Sus restos mortales fueron inhumados en el cementerio
municipal de La Orotava, en el mismo sepulcro donde reposan los de sus
padres, ambos fallecidos en dicha población. Era de mediana estatura,
apariencia robusta, semblante de facciones regulares, ojos pardos chispeantes
«picasianos» nariz prominente, el rostro de mi padre, resultaba en conjunto
grato y atrayente. De carácter alegre y sosegado, sus modales y su porte
conjuntaban la viveza de la gracia andaluza y la profunda mesura del canario.
Dotado de aguda inteligencia y fácil compresión, muy aficionado al estudio, lo
que dio un excelente profesional, trabajador, llano y austero: en La
Orotava y su comarca eran bien conocidos sus desvelos por atender a los
más necesitados, “tanto que su grata memoria ha prevalecido en el tiempo.

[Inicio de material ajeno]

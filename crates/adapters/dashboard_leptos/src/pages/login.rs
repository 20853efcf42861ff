//! Sign-in page with a client-side captcha.

use leptos::prelude::*;
use leptos::task::spawn_local;
use leptos_router::hooks::use_navigate;
use robodesk_domain::auth::{Captcha, Credentials, LoginResponse};

use crate::api;
use crate::session::use_session;

#[component]
pub fn Login() -> impl IntoView {
    let session = use_session();
    let navigate = use_navigate();

    let username = RwSignal::new(String::new());
    let password = RwSignal::new(String::new());
    let code = RwSignal::new(String::new());
    let captcha = RwSignal::new(Captcha::generate());
    let message = RwSignal::new(None::<String>);
    let pending = RwSignal::new(false);

    let reset_captcha = move || {
        captcha.set(Captcha::generate());
        code.set(String::new());
    };

    let on_submit = move |ev: leptos::ev::SubmitEvent| {
        ev.prevent_default();
        message.set(None);

        if !captcha.with_untracked(|c| c.verify(&code.get_untracked())) {
            message.set(Some("The verification code is incorrect.".to_string()));
            reset_captcha();
            return;
        }
        let credentials = Credentials::new(username.get_untracked(), password.get_untracked());
        if let Err(err) = credentials.validate() {
            message.set(Some(err.to_string()));
            return;
        }

        pending.set(true);
        let navigate = navigate.clone();
        spawn_local(async move {
            match api::login(&credentials).await {
                Ok(LoginResponse::Success { data }) => {
                    session.sign_in(data);
                    navigate("/", Default::default());
                }
                Ok(LoginResponse::Error { message: text }) => {
                    message.set(Some(text));
                    reset_captcha();
                }
                Err(err) => {
                    message.set(Some(format!("Sign-in failed: {err}")));
                    reset_captcha();
                }
            }
            pending.set(false);
        });
    };

    view! {
        <div class="login">
            <form class="card" on:submit=on_submit>
                <h1>"robodesk"</h1>
                <p class="muted">"Sign in to manage your digital employees."</p>
                <label>
                    "Username"
                    <input
                        type="text"
                        autocomplete="username"
                        prop:value=move || username.get()
                        on:input=move |ev| username.set(event_target_value(&ev))
                    />
                </label>
                <label>
                    "Password"
                    <input
                        type="password"
                        autocomplete="current-password"
                        prop:value=move || password.get()
                        on:input=move |ev| password.set(event_target_value(&ev))
                    />
                </label>
                <label class="captcha-row">
                    "Verification code"
                    <input
                        type="text"
                        maxlength="4"
                        prop:value=move || code.get()
                        on:input=move |ev| code.set(event_target_value(&ev))
                    />
                    <button
                        type="button"
                        class="captcha"
                        title="Show another code"
                        on:click=move |_| captcha.set(Captcha::generate())
                    >
                        {move || captcha.with(|c| c.code().to_string())}
                    </button>
                </label>
                {move || message.get().map(|text| view! { <p class="error">{text}</p> })}
                <button type="submit" class="primary" disabled=move || pending.get()>
                    {move || if pending.get() { "Signing in\u{2026}" } else { "Sign in" }}
                </button>
            </form>
        </div>
    }
}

Prueba de ello es que, más de veintitrés años después de su muerte el
Ayuntamiento de la Villa de La Orotava, en acuerdo plenario de
21 de enero de 1991, por unanimidad de los dieciséis miembros presentes,
resolvió rotular con el nombre de Avenida Dr. Emilio Luque Moreno una de las
más importantes vías públicas de la ciudad.

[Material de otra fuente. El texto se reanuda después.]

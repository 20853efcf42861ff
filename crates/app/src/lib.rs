//! # robodesk-app
//!
//! Application layer: use-cases and **port definitions** (traits).
//!
//! ## Responsibilities
//! - Define **port traits** that adapters must implement (driven/outbound ports):
//!   - `RobotRepository`: read and update robots
//!   - `TaskRepository`: CRUD for tasks
//!   - `InspectionRepository`: query quality inspections
//!   - `TemplateSource`: the condition/action catalog
//!   - `UserDirectory` / `SessionStore`: login and issued tokens
//! - Define **driving/inbound ports** as use-case structs:
//!   - `AuthService`: login, token resolution
//!   - `RobotService`: list, get, unbind account
//!   - `TaskService`: create from a wizard draft, list, enable/pause, delete
//!   - `TemplateService`: catalog lookup per category
//!   - `InspectionService`: inspection list and summary
//!
//! ## Dependency rule
//! Depends on `robodesk-domain` only.
//! Never imports adapter crates. Adapters depend on *this* crate, not the reverse.

pub mod ports;
pub mod services;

El doctor Luque Moreno había casado en la parroquia
matriz de Nuestra Señora de la Concepción de La Orotava, el día 2 de
febrero de 1942, con Aída Hernández y González de Chaves, nacida el 18 de
noviembre de 1922. Doña Aída, formada en el estricto ejemplo del pensamiento cristiano,
reúne las más caras virtudes, laboriosa, abnegada, modesta, amante de su
familia, franca, y generosa no sólo con la herencia de sus padres, sino con el
resultado de su incesante trabajo. Viuda desde temprana edad, su conducta
intachable y su bravura han constituido singular ejemplo tanto para los siete
hijos habidos en su matrimonio como para sus numerosos nietos y bisnietos.